Return, from the data that follows, each line that holds the word "users".
§ §
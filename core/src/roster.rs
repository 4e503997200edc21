//! User directory backed by a JSON roster file.

use std::io;
use std::path::{Path, PathBuf};

use serde_json::Value;

use crewbook_types::{ErrorCode, Failure, Resource};

use crate::startup::UserDirectory;

/// A JSON array of user records; only the number of entries is read.
#[derive(Debug, Clone)]
pub struct RosterFile {
    path: PathBuf,
}

impl RosterFile {
    pub fn new(path: impl Into<PathBuf>) -> Self {
        Self { path: path.into() }
    }

    #[must_use]
    pub fn path(&self) -> &Path {
        &self.path
    }
}

impl UserDirectory for RosterFile {
    async fn user_count(&self) -> Resource<usize> {
        let content = match tokio::fs::read_to_string(&self.path).await {
            Ok(content) => content,
            Err(err) if err.kind() == io::ErrorKind::NotFound => {
                tracing::debug!(path = %self.path.display(), "No roster file; treating as empty");
                return Resource::success(0);
            }
            Err(err) => {
                let message = format!("failed to read roster {}: {err}", self.path.display());
                return Failure::new(message)
                    .with_cause(err)
                    .with_code(ErrorCode::StorageError)
                    .into();
            }
        };
        count_entries(&content)
    }
}

fn count_entries(content: &str) -> Resource<usize> {
    if content.trim().is_empty() {
        return Resource::success(0);
    }

    match serde_json::from_str::<Value>(content) {
        Ok(Value::Array(entries)) => Resource::success(entries.len()),
        Ok(_) => Resource::error_with(
            "roster must be a JSON array",
            None,
            ErrorCode::ValidationFailed,
        ),
        Err(err) => Failure::new(format!("malformed roster: {err}"))
            .with_cause(err)
            .with_code(ErrorCode::ValidationFailed)
            .into(),
    }
}

#[cfg(test)]
mod tests {
    use super::*;

    #[test]
    fn counts_array_entries() {
        let roster = r#"[{"name": "owner"}, {"name": "foreman"}]"#;
        assert_eq!(count_entries(roster), Resource::success(2));
        assert_eq!(count_entries("[]"), Resource::success(0));
        assert_eq!(count_entries("  \n"), Resource::success(0));
    }

    #[test]
    fn rejects_non_array() {
        let r = count_entries(r#"{"users": []}"#);
        let failure = r.failure().unwrap();
        assert_eq!(failure.code(), ErrorCode::ValidationFailed);
        assert!(failure.cause().is_none());
    }

    #[test]
    fn malformed_json_keeps_cause() {
        let r = count_entries("[{");
        let failure = r.failure().unwrap();
        assert_eq!(failure.code(), ErrorCode::ValidationFailed);
        assert!(failure.message().starts_with("malformed roster"));
        assert!(failure.cause().is_some());
    }

    #[tokio::test]
    async fn missing_file_is_empty_directory() {
        let dir = tempfile::tempdir().unwrap();
        let roster = RosterFile::new(dir.path().join("users.json"));
        assert_eq!(roster.user_count().await, Resource::success(0));
    }

    #[tokio::test]
    async fn reads_file_from_disk() {
        let dir = tempfile::tempdir().unwrap();
        let path = dir.path().join("users.json");
        std::fs::write(&path, r#"[{"name": "a"}, {"name": "b"}, {"name": "c"}]"#).unwrap();

        let roster = RosterFile::new(&path);
        assert_eq!(roster.path(), path.as_path());
        assert_eq!(roster.user_count().await, Resource::success(3));
    }

    #[tokio::test]
    async fn directory_path_is_storage_error() {
        let dir = tempfile::tempdir().unwrap();
        let roster = RosterFile::new(dir.path());
        let failure = roster.user_count().await.failure().cloned().unwrap();
        assert_eq!(failure.code(), ErrorCode::StorageError);
        assert!(failure.cause().is_some());
    }
}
§ §
* EXPECTED ANSWER:
        let r = count_entries(r#"{"users": []}"#);
        let roster = RosterFile::new(dir.path().join("users.json"));
        let path = dir.path().join("users.json");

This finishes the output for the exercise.